Design and Analysis of PtSe2 and Blue Phosphorus/MoS2 Heterostructure-Based SPR Biosensor

• Published in: ACS applied optical materials Vol. 2; no. 6; pp. 1046 - 1059
• Main Authors: Chowdhury, Abu Shahid, Islam, Md. Alimul, Islam, Md. Sherajul, Dey, Biswajit, Park, Jeongwon
• Format: Journal Article
• Language: English
• Published: American Chemical Society 28.06.2024
• Subjects: refractive indices; surface plasmon resonance (SPR); biosensor; sensitivity; finite-difference time-domain (FDTD); biomolecules
• ISSN: 2771-9855; 2771-9855
• DOI: 10.1021/acsaom.4c00050

Biosensors using surface plasmon resonance (SPR) have emerged as effective tools for accurate and instantaneous sensing applications. Nevertheless, optimizing sensor configurations continues to be of utmost importance to attain dependable sensing capabilities.

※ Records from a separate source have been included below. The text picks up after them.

// src/combined.rs
//! Combined-texture pool.
//!
//! Materials whose channels collapse to uniform colors (or to small packs of
//! single-component images) would each upload their own near-identical
//! texture. The pool deduplicates them by content: a combined texture is keyed
//! by its uniform color plus up to four source images, one per component.
//!
//! Ownership is the usage count: `get_or_create` returns a shared handle, and
//! when the last handle drops the entry leaves the pool and its GPU texture is
//! posted to the deferred free queue. There is no manual add/release pairing
//! to get wrong.

use std::sync::{Arc, Weak};

use parking_lot::Mutex;

use crate::deferred::DeferredOperations;
use crate::device::{GpuTexture, RenderDevice, TextureDesc};
use crate::error::Result;
use crate::format::TextureKind;
use crate::hash::ContentHasher;
use crate::mipmap::MipChain;
use crate::pixels::{Color, PixelBuffer, PixelFormat};

/// One deduplicated texture: a uniform color with up to four component images.
pub struct CombinedTexture {
    color: Color,
    images: [Option<Arc<crate::source::ImageSource>>; 4],
    /// Advisory content hash; fast rejection and labels only, equality always
    /// re-checks the full tuple.
    content_hash: u32,
    gpu: Mutex<Option<Arc<GpuTexture>>>,
}

/// Hash the (color, image paths) tuple for fast pool rejection.
fn content_hash(color: &Color, images: &[Option<Arc<crate::source::ImageSource>>; 4]) -> u32 {
    let mut hasher = ContentHasher::new();
    for bits in color.bits() {
        hasher.update_u32(bits);
    }
    for image in images {
        match image {
            Some(image) => hasher.update_str(&image.path),
            None => hasher.update(&[0]),
        }
    }
    hasher.finish()
}

impl CombinedTexture {
    #[inline]
    pub fn color(&self) -> Color {
        self.color
    }

    #[inline]
    pub fn content_hash(&self) -> u32 {
        self.content_hash
    }

    /// Content equality: identical color bits and identical image objects.
    pub fn matches(
        &self,
        color: &Color,
        images: &[Option<Arc<crate::source::ImageSource>>; 4],
    ) -> bool {
        if self.color.bits() != color.bits() {
            return false;
        }
        self.images
            .iter()
            .zip(images.iter())
            .all(|(a, b)| match (a, b) {
                (None, None) => true,
                (Some(a), Some(b)) => Arc::ptr_eq(a, b),
                _ => false,
            })
    }

    /// The GPU texture, if already created by a previous init drain.
    pub fn gpu(&self) -> Option<Arc<GpuTexture>> {
        self.gpu.lock().clone()
    }

    /// Create the GPU texture on first use; later callers share it.
    ///
    /// Component `c` samples `images[c]` where present, otherwise the uniform
    /// color component. Without images the texture is a single texel.
    pub fn gpu_or_create(
        &self,
        device: &dyn RenderDevice,
        ops: &Arc<DeferredOperations>,
    ) -> Result<Arc<GpuTexture>> {
        let mut slot = self.gpu.lock();
        if let Some(existing) = slot.as_ref() {
            return Ok(existing.clone());
        }

        let (width, height) = self
            .images
            .iter()
            .flatten()
            .next()
            .map(|img| (img.width, img.height))
            .unwrap_or((1, 1));

        let mut buffer = PixelBuffer::new(PixelFormat::Rgba8, width, height, 1)?;
        buffer.fill_uniform(&self.color, [true; 4]);
        for (c, image) in self.images.iter().enumerate() {
            let Some(image) = image else { continue };
            for y in 0..height.min(image.height) {
                for x in 0..width.min(image.width) {
                    buffer.set_component(x, y, 0, c, image.component(x, y, 0, 0));
                }
            }
        }

        let chain = MipChain::base_only(buffer);
        let desc = TextureDesc {
            label: format!("combined-{:08x}", self.content_hash),
            width,
            height,
            depth: 1,
            format: PixelFormat::Rgba8,
            mip_count: 1,
            kind: TextureKind::Flat,
        };
        let texture = GpuTexture::create(device, desc, &chain, ops.clone())?;
        *slot = Some(texture.clone());
        Ok(texture)
    }
}

/// The pool itself. Holds weak references only; entries die with their last
/// outside handle.
pub struct CombinedTexturePool {
    entries: Mutex<Vec<Weak<CombinedTexture>>>,
}

impl CombinedTexturePool {
    pub fn new() -> Self {
        Self {
            entries: Mutex::new(Vec::new()),
        }
    }

    /// Find the entry with this exact content or create it. Every call hands
    /// out one more owning handle.
    pub fn get_or_create(
        &self,
        color: Color,
        images: [Option<Arc<crate::source::ImageSource>>; 4],
    ) -> Arc<CombinedTexture> {
        let hash = content_hash(&color, &images);
        let mut entries = self.entries.lock();
        entries.retain(|weak| weak.strong_count() > 0);
        for weak in entries.iter() {
            if let Some(entry) = weak.upgrade() {
                if entry.content_hash == hash && entry.matches(&color, &images) {
                    return entry;
                }
            }
        }
        let entry = Arc::new(CombinedTexture {
            color,
            images,
            content_hash: hash,
            gpu: Mutex::new(None),
        });
        entries.push(Arc::downgrade(&entry));
        entry
    }

    /// Number of live entries.
    pub fn len(&self) -> usize {
        let mut entries = self.entries.lock();
        entries.retain(|weak| weak.strong_count() > 0);
        entries.len()
    }

    pub fn is_empty(&self) -> bool {
        self.len() == 0
    }
}

impl Default for CombinedTexturePool {
    fn default() -> Self {
        Self::new()
    }
}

This work presents an intriguing design structure that integrates conventional SPR technology with PtSe2 and blue phosphorus–MoS2 heterostructure, resulting in an improved and adaptable sensing technology. The finite-difference time-domain (FDTD) method was used to model and design the prospective sensor. The proposed design has notable attributes, such as an extraordinarily narrow full width at half-maximum (FWHM) of 8.23°, small detection accuracy of 0.1215, an extraordinary sensitivity of 240.54°/RIU, and an outstanding quality factor of 29.23 RIU–1. Significantly, this sensor has a sensitivity that is 3.2 times higher than that of traditional gold-based SPR sensors. In addition, the sensor provides a broad observable range of refractive indices, ranging from 1.33 to 1.36. The broad spectrum of this detection system allows for the identification of diverse ambient chemicals, such as alcohol, ethanol, and water, as well as biomolecules, including urine, glucose, and DNA hybridization. These results represent a significant stride forward for SPR biosensors, allowing for the creation of high-performance sensing systems with a wide range of potential uses.